While air transport across the Soviet Union was accessible to on-duty military personnel and their families while in transit to/from the base, for non-military use there was a daily train service to and from Potsdam and onwards directly to Moscow.

==Closure==
After the 1989/1990 German reunification, the Soviet Army agreed to return all former bases to the new German Federal Government by the end of 1994. However, after the issuing of arrest warrants for the former Head of State of East Germany Erich Honecker in 1991, he spent his last night on German soil at Sperenberg before being flown to Moscow the next day.

The site was returned to the Federal Republic of Germany in 1994, who handed it over to the state of Brandenburg in 2009.

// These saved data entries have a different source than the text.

// Copyright 2025 the VESS Authors
// SPDX-License-Identifier: Apache-2.0 OR MIT

//! Rotations and the red-black repair passes run after linking or unlinking a
//! node.
//!
//! None of this needs the comparator: by the time these run, the position of
//! every key is already decided.

use crate::map::TreeMap;
use crate::node::{Color, NodeId, Side};
use crate::trace::{InsertCase, RebalanceTrace, RemoveCase};

impl<K, V, C> TreeMap<K, V, C> {
    #[inline]
    fn parent(&self, id: NodeId) -> Option<NodeId> {
        self.nodes.get(id).parent
    }

    #[inline]
    fn child(&self, id: NodeId, side: Side) -> Option<NodeId> {
        self.nodes.get(id).child(side)
    }

    /// Absent children are black leaves.
    #[inline]
    fn is_red(&self, id: Option<NodeId>) -> bool {
        id.is_some_and(|id| self.nodes.get(id).is_red())
    }

    #[inline]
    fn paint(&mut self, id: NodeId, color: Color) {
        self.nodes.get_mut(id).color = color;
    }

    /// Which side of `parent` holds `child`.
    fn side_of(&self, parent: NodeId, child: NodeId) -> Side {
        if self.child(parent, Side::Left) == Some(child) {
            Side::Left
        } else {
            debug_assert_eq!(
                self.child(parent, Side::Right),
                Some(child),
                "node is not a child of its recorded parent"
            );
            Side::Right
        }
    }

    /// Points whatever referenced `old` (its parent's child slot, or the
    /// root) at `new` instead. Does not touch `new`'s parent link.
    fn replace_child(&mut self, parent: Option<NodeId>, old: NodeId, new: Option<NodeId>) {
        match parent {
            Some(parent) => {
                let side = self.side_of(parent, old);
                *self.nodes.get_mut(parent).child_mut(side) = new;
            }
            None => self.root = new,
        }
    }

    pub(crate) fn paint_root_black(&mut self) {
        if let Some(root) = self.root {
            self.paint(root, Color::Black);
        }
    }

    /// Rotates `id` down towards `direction`; its child on the opposite side
    /// takes its place.
    ///
    /// # Panics
    ///
    /// Panics if that child does not exist.
    fn rotate<T>(&mut self, id: NodeId, direction: Side, trace: &mut T)
    where
        T: RebalanceTrace + ?Sized,
    {
        let up_side = direction.flip();
        let Some(pivot) = self.child(id, up_side) else {
            panic!("cannot rotate {direction:?}: node has no {up_side:?} child to promote");
        };
        trace.rotate(direction);

        let parent = self.parent(id);
        let inner = self.child(pivot, direction);

        *self.nodes.get_mut(id).child_mut(up_side) = inner;
        if let Some(inner) = inner {
            self.nodes.get_mut(inner).parent = Some(id);
        }

        self.replace_child(parent, id, Some(pivot));
        self.nodes.get_mut(pivot).parent = parent;

        *self.nodes.get_mut(pivot).child_mut(direction) = Some(id);
        self.nodes.get_mut(id).parent = Some(pivot);
    }

    /// Restores the red-black rules after linking the red node `id`.
    pub(crate) fn insert_fixup<T>(&mut self, mut id: NodeId, trace: &mut T)
    where
        T: RebalanceTrace + ?Sized,
    {
        loop {
            let Some(mut parent) = self.parent(id) else {
                trace.insert_case(InsertCase::Root);
                self.paint(id, Color::Black);
                return;
            };
            if !self.is_red(Some(parent)) {
                trace.insert_case(InsertCase::BlackParent);
                return;
            }

            let Some(grandparent) = self.parent(parent) else {
                panic!("red node without a parent: the root must be black");
            };
            let parent_side = self.side_of(grandparent, parent);
            let uncle = self.child(grandparent, parent_side.flip());

            if self.is_red(uncle) {
                trace.insert_case(InsertCase::RedUncle);
                self.paint(parent, Color::Black);
                if let Some(uncle) = uncle {
                    self.paint(uncle, Color::Black);
                }
                self.paint(grandparent, Color::Red);
                id = grandparent;
                continue;
            }

            if self.side_of(parent, id) != parent_side {
                trace.insert_case(InsertCase::InnerChild);
                self.rotate(parent, parent_side, trace);
                // The old parent is now the outer grandchild.
                (id, parent) = (parent, id);
            }
            trace.insert_case(InsertCase::OuterChild);
            self.paint(parent, Color::Black);
            self.paint(grandparent, Color::Red);
            self.rotate(grandparent, parent_side.flip(), trace);
            return;
        }
    }

    /// Unlinks node `id`, rebalances, and returns its entry.
    pub(crate) fn remove_node<T>(&mut self, id: NodeId, trace: &mut T) -> (K, V)
    where
        T: RebalanceTrace + ?Sized,
    {
        // A node with two children trades entries with its in-order successor,
        // which has no left child, and that node is unlinked instead.
        let target = match (self.child(id, Side::Left), self.child(id, Side::Right)) {
            (Some(_), Some(right)) => {
                let successor = self.extreme(right, Side::Left);
                let (node, next) = self.nodes.pair_mut(id, successor);
                core::mem::swap(&mut node.key, &mut next.key);
                core::mem::swap(&mut node.value, &mut next.value);
                successor
            }
            _ => id,
        };

        let node = self.nodes.get(target);
        let child = node.left.or(node.right);
        let parent = node.parent;
        let removed_black = node.color == Color::Black;
        let side = parent.map(|parent| self.side_of(parent, target));

        if let Some(child) = child {
            self.nodes.get_mut(child).parent = parent;
        }
        self.replace_child(parent, target, child);

        if removed_black {
            self.remove_fixup(child, parent.zip(side), trace);
        }
        self.paint_root_black();

        let node = self.nodes.release(target);
        self.len -= 1;
        (node.key, node.value)
    }

    /// Repairs a missing black node on the path through `slot`.
    ///
    /// `slot` is the node now standing where a black node was removed (possibly
    /// an absent leaf), located as the `side` child of `parent`.
    fn remove_fixup<T>(
        &mut self,
        mut slot: Option<NodeId>,
        mut at: Option<(NodeId, Side)>,
        trace: &mut T,
    ) where
        T: RebalanceTrace + ?Sized,
    {
        loop {
            if let Some(id) = slot
                && self.is_red(slot)
            {
                trace.remove_case(RemoveCase::RedReplacement);
                self.paint(id, Color::Black);
                return;
            }
            // The deficit reached the root, where it shortens every path alike.
            let Some((parent, side)) = at else {
                return;
            };

            let mut sibling = self.sibling_of_deficit(parent, side);
            if self.is_red(Some(sibling)) {
                trace.remove_case(RemoveCase::RedSibling);
                self.paint(sibling, Color::Black);
                self.paint(parent, Color::Red);
                self.rotate(parent, side, trace);
                sibling = self.sibling_of_deficit(parent, side);
            }

            let near = self.child(sibling, side);
            let far = self.child(sibling, side.flip());
            if !self.is_red(near) && !self.is_red(far) {
                trace.remove_case(RemoveCase::BlackNephews);
                self.paint(sibling, Color::Red);
                slot = Some(parent);
                at = self
                    .parent(parent)
                    .map(|grandparent| (grandparent, self.side_of(grandparent, parent)));
                continue;
            }

            if !self.is_red(far) {
                trace.remove_case(RemoveCase::NearNephew);
                if let Some(near) = near {
                    self.paint(near, Color::Black);
                }
                self.paint(sibling, Color::Red);
                self.rotate(sibling, side.flip(), trace);
                sibling = self.sibling_of_deficit(parent, side);
            }

            trace.remove_case(RemoveCase::FarNephew);
            let parent_color = self.nodes.get(parent).color;
            self.paint(sibling, parent_color);
            self.paint(parent, Color::Black);
            if let Some(far) = self.child(sibling, side.flip()) {
                self.paint(far, Color::Black);
            }
            self.rotate(parent, side, trace);
            return;
        }
    }

    /// The sibling of a black-height deficit always exists: before the removal
    /// its side carried at least one black node.
    fn sibling_of_deficit(&self, parent: NodeId, side: Side) -> NodeId {
        match self.child(parent, side.flip()) {
            Some(sibling) => sibling,
            None => panic!("black-height deficit at {side:?} child without a sibling"),
        }
    }
}

#[cfg(test)]
mod tests {
    use super::*;
    use alloc::vec::Vec;

    fn sample() -> TreeMap<u32, ()> {
        let mut map = TreeMap::new();
        for key in [2, 1, 3] {
            map.insert(key, ());
        }
        map
    }

    fn root_key(map: &TreeMap<u32, ()>) -> u32 {
        map.nodes.get(map.root.unwrap()).key
    }

    #[test]
    fn rotations_preserve_order_and_links() {
        let mut map = sample();
        let root = map.root.unwrap();
        map.rotate(root, Side::Left, &mut ());
        assert_eq!(root_key(&map), 3);
        assert_eq!(map.parent(root).map(|p| map.nodes.get(p).key), Some(3));
        assert_eq!(map.keys().copied().collect::<Vec<_>>(), [1, 2, 3]);

        let top = map.root.unwrap();
        map.rotate(top, Side::Right, &mut ());
        assert_eq!(root_key(&map), 2);
        assert_eq!(map.parent(root), None);
        map.validate().unwrap();
    }

    #[test]
    #[should_panic(expected = "cannot rotate")]
    fn rotating_a_leaf_panics() {
        let mut map = sample();
        let leaf = map.extreme(map.root.unwrap(), Side::Left);
        map.rotate(leaf, Side::Left, &mut ());
    }

    #[test]
    #[should_panic(expected = "red node without a parent")]
    fn insert_fixup_rejects_a_red_root() {
        let mut map = TreeMap::new();
        map.insert(2_u32, ());
        map.insert(1, ());
        let root = map.root.unwrap();
        map.paint(root, Color::Red);
        let child = map.extreme(root, Side::Left);
        map.insert_fixup(child, &mut ());
    }

    #[test]
    #[should_panic(expected = "without a sibling")]
    fn deficit_without_a_sibling_panics() {
        let mut map = TreeMap::new();
        map.insert(2_u32, ());
        map.insert(1, ());
        let root = map.root.unwrap();
        let _ = map.sibling_of_deficit(root, Side::Left);
    }
}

==Expanding Berlin-Brandenburg==
In the early 1990s, the site was explored as a potential expansion or replacement for Berlin Brandenburg Airport, gaining the site national attention. While supporters liked the existing airfield infrastructure and underlined the hidden forest location and associated low noise, critics saw too great a distance from the federal capital as a negative criterion. A further argument against Sperenberg was the potential to expand Leipzig/Halle Airport. With high-speed rail connections to both via ICE from the Berlin area, both airports were in strong competition. However, although the commissioned studies - especially the extensive environmental impact assessment (EIA) as part of the regional planning process - came to the clear decision that Sperenberg was the best location, the federal parliament eventually choose Berlin Schönefeld Airport as the future location.

==Current status==
In 2009, the 2400 hectares of land covering the airfield and the surrounding former developments were handed back from the Federal Government to the state of Brandenburg. The site, open to the public and hence widely vandalised, is rented out to many commercial companies for use as an open air testing facility, included railed-based test tracks installed by both TUV and DEKRA for crash tests.

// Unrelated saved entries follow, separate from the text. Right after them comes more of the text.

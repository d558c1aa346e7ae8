//! Error types for ToolScout.

use thiserror::Error;

/// Library-level error type for ToolScout operations.
#[derive(Error, Debug)]
pub enum ScoutError {
    #[error("Configuration error: {0}")]
    Config(String),

    #[error("Video search error: {0}")]
    VideoSearch(String),

    #[error("Language model error: {0}")]
    Llm(String),

    #[error("OpenAI API error: {0}")]
    OpenAI(String),

    #[error("Session not found: {0}")]
    SessionNotFound(String),

    #[error("IO error: {0}")]
    Io(#[from] std::io::Error),

    #[error("JSON error: {0}")]
    Json(#[from] serde_json::Error),

    #[error("TOML parse error: {0}")]
    TomlParse(#[from] toml::de::Error),

    #[error("HTTP error: {0}")]
    Http(#[from] reqwest::Error),

    #[error("Invalid input: {0}")]
    InvalidInput(String),
}

/// Result type alias for ToolScout operations.
pub type Result<T> = std::result::Result<T, ScoutError>;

In December 2007, the state of Brandenburg estimated the site value at €8.750M with annual income of €500,000. Further, it was estimated that if the site were to be redeveloped, that the costs would be: demolition of €24M; remediation of €11.258M; development and marketing of €3M; and administration of €7M; totalling €45.271M in outgoings. This would bring the land value up to €9.25M. The state hence in 2009 applied to the Federal Government for a transfer of €36M in development fees.